Van deze beslissing staat, ten aanzien van de gegrond verklaarde klachtonderdelen [en de toewijzing van het verzoek ex artikel 48 lid 10 Advocatenwet], hoger beroep bij het Hof van Discipline

- verweerder

- de deken van de Orde van Advocaten in het arrondissement Zeeland-West-Brabant

- de deken van de Nederlandse Orde van Advocaten.

Het hoger beroep moet binnen een termijn van 30 dagen na verzending van de beslissing worden ingesteld door middel van indiening van een beroepschrift, waarin de gronden van het beroep zijn vermeld en van een motivering zijn voorzien. Het beroepschrift moet in zevenvoud worden ingediend tezamen met zes afschriften van de beslissing waarvan beroep.

De eerste dag van de termijn van 30 dagen is de dag volgend op de dag van de verzending van de beslissing. Uiterlijk op de dertigste dag van die termijn moet het beroepschrift dus in het bezit zijn van de griffie van het Hof van Discipline. Verlenging van de termijn van 30 dagen is niet mogelijk.

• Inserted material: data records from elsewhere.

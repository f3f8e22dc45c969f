//! Pointer sessions: which input each active pointer is driving.

use std::collections::HashMap;
use std::fmt;

use serde::{Deserialize, Serialize};

use crate::geometry::Point;
use crate::registry::InputKind;
use crate::rules::InputRule;

/// Opaque identifier of a concurrently active touch or mouse interaction.
#[derive(Debug, Clone, Copy, PartialEq, Eq, Hash, PartialOrd, Ord, Serialize, Deserialize)]
#[serde(transparent)]
pub struct PointerId(pub u64);

impl fmt::Display for PointerId {
    fn fmt(&self, f: &mut fmt::Formatter<'_>) -> fmt::Result {
        write!(f, "pointer#{}", self.0)
    }
}

impl From<u64> for PointerId {
    fn from(value: u64) -> Self {
        Self(value)
    }
}

/// Live association between a pointer and the input it pressed.
#[derive(Debug, Clone, PartialEq, Serialize)]
pub struct PointerSession {
    rule: InputRule,
    down_position: Point,
    move_position: Option<Point>,
    extent_radius: Option<f64>,
}

impl PointerSession {
    /// Start a session on `rule` at `down_position`.
    ///
    /// Only analog sticks keep the extent radius.
    pub fn new(rule: InputRule, down_position: Point, extent_radius: f64) -> Self {
        let extent_radius = (rule.kind() == InputKind::Axis2D).then_some(extent_radius);
        Self {
            rule,
            down_position,
            move_position: None,
            extent_radius,
        }
    }

    /// The rule driving this session's input.
    pub fn rule(&self) -> &InputRule {
        &self.rule
    }

    /// Input id.
    pub fn input_id(&self) -> &str {
        self.rule.id()
    }

    /// Where the pointer went down.
    pub fn down_position(&self) -> Point {
        self.down_position
    }

    /// Last recorded move, if any.
    pub fn move_position(&self) -> Option<Point> {
        self.move_position
    }

    /// Most recent position: the last move, else the press.
    pub fn current_position(&self) -> Point {
        self.move_position.unwrap_or(self.down_position)
    }

    /// Stick travel radius, only set for analog sticks.
    pub fn extent_radius(&self) -> Option<f64> {
        self.extent_radius
    }

    pub(crate) fn record_move(&mut self, point: Point) {
        self.move_position = Some(point);
    }
}

/// Exclusive owner of every active pointer session.
#[derive(Debug, Clone, Default)]
pub struct PointerSessionTracker {
    sessions: HashMap<PointerId, PointerSession>,
}

impl PointerSessionTracker {
    /// Create an empty tracker.
    pub fn new() -> Self {
        Self::default()
    }

    /// Register a session, returning any session the pointer already had.
    pub fn begin(&mut self, pointer: PointerId, session: PointerSession) -> Option<PointerSession> {
        self.sessions.insert(pointer, session)
    }

    /// Session for a pointer.
    pub fn get(&self, pointer: PointerId) -> Option<&PointerSession> {
        self.sessions.get(&pointer)
    }

    /// Mutable session for a pointer.
    pub fn get_mut(&mut self, pointer: PointerId) -> Option<&mut PointerSession> {
        self.sessions.get_mut(&pointer)
    }

    /// Remove a pointer's session. Ending an unknown pointer returns `None`.
    pub fn end(&mut self, pointer: PointerId) -> Option<PointerSession> {
        self.sessions.remove(&pointer)
    }

    /// Snapshot of active sessions for overlay rendering.
    pub fn iter(&self) -> impl Iterator<Item = (PointerId, &PointerSession)> {
        self.sessions.iter().map(|(pointer, session)| (*pointer, session))
    }

    /// Number of active sessions.
    pub fn len(&self) -> usize {
        self.sessions.len()
    }

    /// Whether no pointer is active.
    pub fn is_empty(&self) -> bool {
        self.sessions.is_empty()
    }
}
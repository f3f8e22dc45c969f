//! Prelude module for convenient error handling imports.
//!
//! # Example
//!
//! ```
//! use mobpad_errors::prelude::*;
//!
//! fn require_ws(url: &str) -> MobpadResult<()> {
//!     if !url.starts_with("ws") {
//!         return Err(ConnectionError::InvalidUrl(url.to_string()).into());
//!     }
//!     Ok(())
//! }
//! # assert!(require_ws("http://host").is_err());
//! ```

pub use crate::{
    MobpadResult,
    common::{ErrorCategory, ErrorSeverity, MobpadError},
    config::ConfigError,
    connection::ConnectionError,
    input::InputError,
    protocol::ProtocolError,
};
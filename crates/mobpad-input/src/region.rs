//! Region location: derive bounding boxes from the rendered surface.
//!
//! Scanning touches every pixel, so boxes are computed once per render and
//! kept in a [`RegionCache`] until the surface changes.

use std::collections::HashMap;

use serde::Serialize;
use tracing::{debug, trace};

use crate::colour::{ColourKey, CompositeKey};
use crate::geometry::BoundingBox;
use crate::registry::ColourRegistry;
use crate::surface::PixelSurface;

#[derive(Debug, Clone, Copy)]
struct Extents {
    min_x: u32,
    min_y: u32,
    max_x: u32,
    max_y: u32,
}

impl Extents {
    fn at(x: u32, y: u32) -> Self {
        Self {
            min_x: x,
            min_y: y,
            max_x: x,
            max_y: y,
        }
    }

    fn include(&mut self, x: u32, y: u32) {
        self.min_x = self.min_x.min(x);
        self.min_y = self.min_y.min(y);
        self.max_x = self.max_x.max(x);
        self.max_y = self.max_y.max(y);
    }

    fn into_box(self) -> BoundingBox {
        BoundingBox::from_extents(self.min_x, self.min_y, self.max_x, self.max_y)
    }
}

/// Visit every pixel of `surface` in row-major order.
fn for_each_pixel<S, F>(surface: &S, mut visit: F)
where
    S: PixelSurface + ?Sized,
    F: FnMut(u32, u32, &[u8]),
{
    let Ok(width) = usize::try_from(surface.width()) else {
        return;
    };
    if width == 0 {
        return;
    }
    let rows = surface.pixels().chunks_exact(width.saturating_mul(4));
    for (y, row) in (0..surface.height()).zip(rows) {
        for (x, pixel) in (0..surface.width()).zip(row.chunks_exact(4)) {
            visit(x, y, pixel);
        }
    }
}

/// Scans a surface for painted regions.
#[derive(Debug, Clone, Copy, Default)]
pub struct RegionLocator;

impl RegionLocator {
    /// Smallest box enclosing every pixel matching any of `keys`.
    ///
    /// Returns `None` when nothing matches; the input then has no spatial
    /// hit testing until the next render.
    pub fn derive_bounding_box<S>(surface: &S, keys: &CompositeKey) -> Option<BoundingBox>
    where
        S: PixelSurface + ?Sized,
    {
        let mut extents: Option<Extents> = None;
        for_each_pixel(surface, |x, y, pixel| {
            let Some(colour) = ColourKey::from_slice(pixel) else {
                return;
            };
            if keys.matches(colour) {
                match extents.as_mut() {
                    Some(found) => found.include(x, y),
                    None => extents = Some(Extents::at(x, y)),
                }
            }
        });
        extents.map(Extents::into_box)
    }

    /// Boxes for every input that draws a region, in a single scan.
    pub fn locate_all<S>(surface: &S, registry: &ColourRegistry) -> RegionCache
    where
        S: PixelSurface + ?Sized,
    {
        let mut found: HashMap<&str, Extents> = HashMap::new();
        for_each_pixel(surface, |x, y, pixel| {
            let Some(descriptor) =
                ColourKey::from_slice(pixel).and_then(|colour| registry.lookup(colour))
            else {
                return;
            };
            if !descriptor.kind().has_drawn_region() {
                return;
            }
            found
                .entry(descriptor.id())
                .and_modify(|extents| extents.include(x, y))
                .or_insert_with(|| Extents::at(x, y));
        });

        let boxes: HashMap<String, BoundingBox> = found
            .into_iter()
            .map(|(id, extents)| (id.to_owned(), extents.into_box()))
            .collect();

        for (descriptor, _) in registry.iter() {
            if descriptor.kind().has_drawn_region() && !boxes.contains_key(descriptor.id()) {
                debug!(input = %descriptor, "No pixels matched, input has no bounding box");
            }
        }
        trace!(
            located = boxes.len(),
            width = surface.width(),
            height = surface.height(),
            "Region scan complete"
        );

        RegionCache {
            boxes,
            surface_size: (surface.width(), surface.height()),
        }
    }
}

/// Bounding boxes derived from one render of the surface.
#[derive(Debug, Clone, Default, PartialEq, Serialize)]
pub struct RegionCache {
    boxes: HashMap<String, BoundingBox>,
    surface_size: (u32, u32),
}

impl RegionCache {
    /// Box for an input, if its region was found.
    pub fn get(&self, id: &str) -> Option<&BoundingBox> {
        self.boxes.get(id)
    }

    /// All located boxes.
    pub fn iter(&self) -> impl Iterator<Item = (&str, &BoundingBox)> {
        self.boxes.iter().map(|(id, bbox)| (id.as_str(), bbox))
    }

    /// Number of located boxes.
    pub fn len(&self) -> usize {
        self.boxes.len()
    }

    /// Whether no region was located.
    pub fn is_empty(&self) -> bool {
        self.boxes.is_empty()
    }

    /// Width and height of the surface the cache was built from.
    pub fn surface_size(&self) -> (u32, u32) {
        self.surface_size
    }
}
//! De-duplication of consecutive identical payloads.

/// Admits a payload only if it differs from the last admitted one.
///
/// Comparison is byte for byte on the encoded text, so two flushes that
/// encode identically produce a single transmission.
#[derive(Debug, Clone, Default)]
pub struct PayloadGate {
    last: Option<String>,
}

impl PayloadGate {
    /// Create a gate that admits the first payload it sees.
    pub fn new() -> Self {
        Self::default()
    }

    /// Return the payload if it should be transmitted, remembering it.
    pub fn admit(&mut self, payload: String) -> Option<String> {
        if self.last.as_deref() == Some(payload.as_str()) {
            return None;
        }
        self.last = Some(payload.clone());
        Some(payload)
    }

    /// The most recently admitted payload.
    pub fn last(&self) -> Option<&str> {
        self.last.as_deref()
    }

    /// Forget the last payload so the next one is admitted unconditionally.
    pub fn reset(&mut self) {
        self.last = None;
    }
}
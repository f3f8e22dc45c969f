//! Logical controller state and the delta accumulator feeding the wire.

use std::collections::BTreeMap;
use std::fmt;
use std::mem;

use serde::{Deserialize, Serialize};

/// Value of one controller field.
#[derive(Debug, Clone, Copy, PartialEq, Serialize, Deserialize)]
#[serde(untagged)]
pub enum FieldValue {
    /// Button or direction
    Bool(bool),
    /// Axis position
    Axis(f64),
}

impl FieldValue {
    /// The boolean value, if this is a button field.
    pub fn as_bool(&self) -> Option<bool> {
        match self {
            FieldValue::Bool(value) => Some(*value),
            FieldValue::Axis(_) => None,
        }
    }

    /// The axis value, if this is an axis field.
    pub fn as_axis(&self) -> Option<f64> {
        match self {
            FieldValue::Axis(value) => Some(*value),
            FieldValue::Bool(_) => None,
        }
    }
}

impl From<bool> for FieldValue {
    fn from(value: bool) -> Self {
        FieldValue::Bool(value)
    }
}

impl From<f64> for FieldValue {
    fn from(value: f64) -> Self {
        FieldValue::Axis(value)
    }
}

impl fmt::Display for FieldValue {
    fn fmt(&self, f: &mut fmt::Formatter<'_>) -> fmt::Result {
        match self {
            FieldValue::Bool(value) => write!(f, "{value}"),
            FieldValue::Axis(value) => write!(f, "{value}"),
        }
    }
}

/// Field name to value, ordered by name so encodings are stable.
pub type FieldMap = BTreeMap<String, FieldValue>;

/// The full, persistent controller state.
#[derive(Debug, Clone, Default, PartialEq, Serialize)]
#[serde(transparent)]
pub struct LogicalControllerState {
    fields: FieldMap,
}

impl LogicalControllerState {
    /// Current value of a field.
    pub fn get(&self, field: &str) -> Option<FieldValue> {
        self.fields.get(field).copied()
    }

    /// Set a field, returning whether its value changed.
    pub fn set(&mut self, field: impl Into<String>, value: FieldValue) -> bool {
        self.fields.insert(field.into(), value) != Some(value)
    }

    /// All fields in name order.
    pub fn iter(&self) -> impl Iterator<Item = (&str, FieldValue)> {
        self.fields.iter().map(|(name, value)| (name.as_str(), *value))
    }

    /// Number of known fields.
    pub fn len(&self) -> usize {
        self.fields.len()
    }

    /// Whether no field has been set.
    pub fn is_empty(&self) -> bool {
        self.fields.is_empty()
    }

    /// Borrow the underlying map.
    pub fn as_map(&self) -> &FieldMap {
        &self.fields
    }
}

/// Pending changes since the last flush.
///
/// Writes to the same field within one flush window are last-write-wins.
/// [`flush`](Self::flush) hands the pending map over and leaves a fresh
/// empty one, so a write after a flush always lands in the next window.
#[derive(Debug, Clone, Default)]
pub struct DeltaStateAccumulator {
    pending: FieldMap,
}

impl DeltaStateAccumulator {
    /// Create an empty accumulator.
    pub fn new() -> Self {
        Self::default()
    }

    /// Merge a partial update into the pending delta.
    pub fn set_state(&mut self, partial: FieldMap) {
        self.pending.extend(partial);
    }

    /// Record a single field.
    pub fn set(&mut self, field: impl Into<String>, value: impl Into<FieldValue>) {
        self.pending.insert(field.into(), value.into());
    }

    /// Take the pending delta, leaving the accumulator empty.
    pub fn flush(&mut self) -> FieldMap {
        mem::take(&mut self.pending)
    }

    /// Pending changes without clearing them.
    pub fn pending(&self) -> &FieldMap {
        &self.pending
    }

    /// Whether nothing changed since the last flush.
    pub fn is_empty(&self) -> bool {
        self.pending.is_empty()
    }
}

#[cfg(test)]
mod tests {
    use super::*;

    fn map(entries: &[(&str, FieldValue)]) -> FieldMap {
        entries
            .iter()
            .map(|(name, value)| ((*name).to_owned(), *value))
            .collect()
    }

    #[test]
    fn test_flush_returns_merged_then_empty() {
        let mut delta = DeltaStateAccumulator::new();
        delta.set_state(map(&[("A", FieldValue::Axis(1.0))]));
        delta.set_state(map(&[("B", FieldValue::Axis(2.0))]));

        let flushed = delta.flush();
        assert_eq!(
            flushed,
            map(&[("A", FieldValue::Axis(1.0)), ("B", FieldValue::Axis(2.0))])
        );
        assert!(delta.flush().is_empty());
    }

    #[test]
    fn test_last_write_wins() {
        let mut delta = DeltaStateAccumulator::new();
        delta.set("BUTTON_A", true);
        delta.set("BUTTON_A", false);
        assert_eq!(delta.pending().get("BUTTON_A"), Some(&FieldValue::Bool(false)));
        assert_eq!(delta.pending().len(), 1);
    }

    #[test]
    fn test_write_after_flush_starts_new_window() {
        let mut delta = DeltaStateAccumulator::new();
        delta.set("BUTTON_A", true);
        let first = delta.flush();
        delta.set("BUTTON_B", true);
        assert_eq!(first.len(), 1);
        assert_eq!(delta.flush(), map(&[("BUTTON_B", FieldValue::Bool(true))]));
    }

    #[test]
    fn test_state_set_reports_change() {
        let mut state = LogicalControllerState::default();
        assert!(state.set("BUTTON_A", FieldValue::Bool(false)));
        assert!(!state.set("BUTTON_A", FieldValue::Bool(false)));
        assert!(state.set("BUTTON_A", FieldValue::Bool(true)));
        assert_eq!(state.get("BUTTON_A"), Some(FieldValue::Bool(true)));
    }

    #[test]
    fn test_field_value_serializes_bare() -> Result<(), serde_json::Error> {
        assert_eq!(serde_json::to_string(&FieldValue::Bool(true))?, "true");
        assert_eq!(serde_json::to_string(&FieldValue::Axis(0.5))?, "0.5");
        let parsed: FieldValue = serde_json::from_str("0.25")?;
        assert_eq!(parsed.as_axis(), Some(0.25));
        Ok(())
    }
}
//! Settings store errors.

use core::fmt::Display;

use crate::common::ErrorSeverity;

/// Errors raised while loading, validating or updating client settings.
#[derive(Debug, Clone, PartialEq, Eq, thiserror::Error)]
pub enum ConfigError {
    /// A setting holds a value outside its accepted range or format
    #[error("Invalid value for {key}: {value}")]
    InvalidValue {
        /// Setting key
        key: String,
        /// Offending value, rendered as text
        value: String,
    },

    /// The key is not a known setting
    #[error("Unknown setting: {0}")]
    UnknownKey(String),

    /// The stored document could not be parsed
    #[error("Failed to parse settings: {0}")]
    Parse(String),
}

impl ConfigError {
    /// Get the error severity.
    pub fn severity(&self) -> ErrorSeverity {
        match self {
            ConfigError::InvalidValue { .. } => ErrorSeverity::Error,
            ConfigError::UnknownKey(_) => ErrorSeverity::Warning,
            ConfigError::Parse(_) => ErrorSeverity::Error,
        }
    }

    /// Create an invalid value error.
    pub fn invalid_value(key: impl Into<String>, value: impl Display) -> Self {
        ConfigError::InvalidValue {
            key: key.into(),
            value: value.to_string(),
        }
    }
}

Het beroepschrift kan op de volgende wijzen worden ingediend bij het Hof van Discipline:

a. Per post

Het postadres van de griffie van het Hof van Discipline is:

Postbus 85452, 2508 CD Den Haag

b. Bezorging

De griffie is gevestigd aan het adres:

Kneuterdijk 1, 2514 EM Den Haag

Teneinde er zeker van te zijn dat voor de ontvangst getekend kan worden of dat pakketten die niet in een reguliere brievenbus besteld kunnen worden, afgegeven kunnen worden dient u telefonisch contact op te nemen met de griffie van het hof.

Het telefoonnummer van het Hof van Discipline is 088-2053777

c. Per fax

Het faxnummer van het Hof van Discipline is 088-2053701

Tegelijkertijd met de indiening per fax dient het beroepschrift tezamen met de beslissing waarvan beroep in het vereiste aantal per post te worden toegezonden aan de griffie van het hof.

d. Per e-mail

Het e-mailadres van het Hof van Discipline is: griffie@hofvandiscipline.nl .

Tegelijkertijd met de indiening per e-mail dient het beroepschrift tezamen met de beslissing waarvan beroep in het vereiste aantal per post, voorzien van een originele handtekening, te worden toegezonden aan de griffie van het hof.